Entré dans l'usage quotidien de façon spectaculaire, le téléphone cellulaire a sans contredit changé notre vie de plusieurs manières. Pourrions-nous nous en passer?

Magda Fusaro étudie l'objet depuis 20 ans. La chaire UNESCO-Bell en communication et développement international de l'UQAM, dont elle est la titulaire, vient de mener à terme une étude auprès plus de 2000 Canadiens, afin de mieux comprendre leur relation à l'objet.

Avec des prix plus accessibles qu'avant et des performances techniques accrues, le cellulaire a investi toutes nos relations, note Magda Fusaro. «Il y a eu une hybridation des sphères publiques et privées et elle se traduit généralement par un abandon de la ligne fixe», affirme la chercheuse, qui note que près de 30% des Canadiens ont déjà laissé tomber leur ligne résidentielle au profit d'un seul appareil, le téléphone cellulaire.

Cette hybridation se remarque particulièrement chez les adolescents, qui se sont approprié le téléphone comme ils investissent parfois leur chambre. L'appareil est devenu partie prenante de leur espace privé et participe à la vie sociale comme jamais.

«Dans la génération des 17-25 ans, voire jusqu'à 35 ans, que l'appel rentre sur le cellulaire ou sur le téléphone fixe, les jeunes veulent avoir l'appel. Ne pas l'avoir, c'est ne pas faire partie de la communauté. C'est être débranché. Ils veulent constamment être connectés», observe Magda Fusaro.

Cette connexion ininterrompue fait en sorte que le téléphone cellulaire devient un «objet de surveillance». La chercheuse se préoccupe d'ailleurs du fait que les gens font peu de cas de la surveillance qu'induit le fait d'avoir un téléphone sur soi en tout temps.

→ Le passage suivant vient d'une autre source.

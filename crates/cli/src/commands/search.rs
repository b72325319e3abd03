//! One-shot admin search.

use labmarket_client::Marketplace;
use labmarket_client::search::search;

use super::CommandError;

#[allow(clippy::print_stdout)]
pub async fn run(market: &Marketplace, query: &str) -> Result<(), CommandError> {
    let results = search(market.backend().as_ref(), query).await?;
    if results.is_empty() {
        println!("No results for \"{}\"", query.trim());
        return Ok(());
    }

    for hit in results {
        println!(
            "{:<14} {}  {:<9} {}{}  ({})",
            hit.kind.as_str(),
            hit.id,
            hit.status,
            hit.label,
            hit.email.map(|e| format!(" <{e}>")).unwrap_or_default(),
            hit.kind.route()
        );
    }
    Ok(())
}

«Le facteur anxiogène a changé: ce qui fait peur, ce n'est pas d'être surveillé, c'est de rater l'appel. On se veut tellement connectés, tellement ouverts...», constate la chercheuse, qui possède un téléphone «de base».

«J'aime observer les changements que le téléphone induit, mais je n'aime pas me faire transformer par lui!»

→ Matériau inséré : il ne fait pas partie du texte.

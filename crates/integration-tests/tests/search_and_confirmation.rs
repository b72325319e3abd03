//! Integration tests for admin search and confirmation cards.

#![allow(clippy::unwrap_used, clippy::indexing_slicing)]

use std::sync::Arc;
use std::time::Duration;

use chrono::{TimeZone, Utc};
use labmarket_client::backend::{Backend, MemoryBackend, Table, by_id};
use labmarket_client::cart::Cart;
use labmarket_client::checkout::submit;
use labmarket_client::confirmation::{Confirmation, Rasterizer};
use labmarket_client::search::{SearchBox, SearchResultKind, search};
use labmarket_core::RequestKind;
use labmarket_integration_tests::{contact, product, seed_products};
use serde_json::json;

/// Emits a minimal PNG regardless of input.
struct StubRasterizer;

impl Rasterizer for StubRasterizer {
    fn rasterize(&self, html: &str) -> Result<Vec<u8>, String> {
        if html.is_empty() {
            return Err("nothing to draw".to_string());
        }
        let mut png = b"\x89PNG\r\n\x1a\n".to_vec();
        png.extend_from_slice(&[0, 0, 0, 13]);
        Ok(png)
    }
}

// =============================================================================
// Search
// =============================================================================

#[tokio::test]
async fn test_search_skips_deleted_products() {
    let backend = MemoryBackend::new();
    let seeded = seed_products(&backend, RequestKind::Buy, 2).await;
    backend
        .update(
            Table::Products,
            &by_id(seeded[0].id),
            json!({ "deleted_at": Utc::now() }),
        )
        .await
        .unwrap();

    let results = search(&backend, "instrument").await.unwrap();

    assert_eq!(results.len(), 1);
    assert_eq!(results[0].id, seeded[1].id.as_uuid());
    assert_eq!(results[0].kind, SearchResultKind::Product);
}

#[tokio::test]
async fn test_search_caps_each_collection() {
    let backend = MemoryBackend::new();
    seed_products(&backend, RequestKind::Donate, 8).await;

    let results = search(&backend, "Instrument").await.unwrap();
    assert_eq!(results.len(), 3);
}

#[tokio::test]
async fn test_search_finds_requests_by_requester() {
    let backend = MemoryBackend::new();
    let mut cart = Cart::new(RequestKind::Buy);
    cart.add(product("Thermocycler", RequestKind::Buy, Some(80_000)));
    submit(&backend, &mut cart, &contact()).await.unwrap();

    let results = search(&backend, "rosalind").await.unwrap();

    assert_eq!(results.len(), 1);
    assert_eq!(results[0].kind, SearchResultKind::BuyRequest);
    assert_eq!(results[0].kind.route(), "/admin/buy-requests");
    assert_eq!(results[0].email.as_deref(), Some("rosalind@kings.test"));
}

#[tokio::test(start_paused = true)]
async fn test_search_box_settles_on_last_query() {
    let backend = Arc::new(MemoryBackend::new());
    seed_products(&backend, RequestKind::Buy, 2).await;
    let search_box = SearchBox::spawn(backend.clone(), Duration::from_millis(300));
    let mut rx = search_box.watch();

    search_box.set_query("zzz");
    search_box.set_query("instrument 01");

    loop {
        rx.changed().await.unwrap();
        let state = rx.borrow_and_update().clone();
        if !state.loading && !state.query.is_empty() {
            assert_eq!(state.query, "instrument 01");
            assert_eq!(state.results.len(), 1);
            assert!(state.is_open());
            break;
        }
    }

    search_box.clear();
    loop {
        rx.changed().await.unwrap();
        let state = rx.borrow_and_update().clone();
        if !state.loading && state.query.is_empty() {
            assert!(!state.is_open());
            break;
        }
    }
}

// =============================================================================
// Confirmation Export
// =============================================================================

#[tokio::test]
async fn test_confirmation_export_of_submission() {
    let backend = MemoryBackend::new();
    let mut cart = Cart::new(RequestKind::Donate);
    cart.add(product("Biosafety Cabinet", RequestKind::Donate, None));
    let submission = submit(&backend, &mut cart, &contact()).await.unwrap();

    let card = Confirmation::for_submission(&submission);
    let html = card.render_html().unwrap();
    assert!(html.contains("Donation Request Confirmation"));
    assert!(html.contains("Items for Donation"));
    assert!(html.contains("Biosafety Cabinet"));
    assert!(html.contains(&submission.request_id.to_string()));

    let at = Utc.with_ymd_and_hms(2024, 5, 1, 12, 0, 0).unwrap();
    let export = card.export_png(&StubRasterizer, at).unwrap();
    assert_eq!(
        export.file_name,
        format!("donate-confirmation-{}.png", at.timestamp_millis())
    );
    assert!(export.data_url.starts_with("data:image/png;base64,"));
}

Car changement il y a. «Il n'y a pas si longtemps, on voyait le cellulaire comme un objet à l'extérieur de nous. Maintenant, il fait partie de nous.»

De là à dire que nous sommes en amour avec nos téléphones, comme l'a soutenu récemment un chercheur américain, il y a un pas que Magda Fusaro hésite à franchir. Dans les entrevues qu'elle a menées dans le cadre des recherches, certains ont admis être en amour avec leur téléphone ou se sentir «nus» lorsqu'ils ne l'ont pas.

«Mais on pourrait enlever le téléphone à tous ces gens. Il y aurait un sevrage d'une semaine, mais après, je pense qu'ils s'adapteraient.»

Selon Magda Fusaro, ce n'est pas l'objet que l'on affectionne, mais l'accessibilité à l'ensemble des données qu'il offre et le sentiment d'importance qui découle du fait d'être connecté.

«Je fais le pari qu'on peut enlever le cellulaire à une partie de la population, et il n'y aurait pas mort d'homme!», conclut-elle. Des volontaires pour faire le test?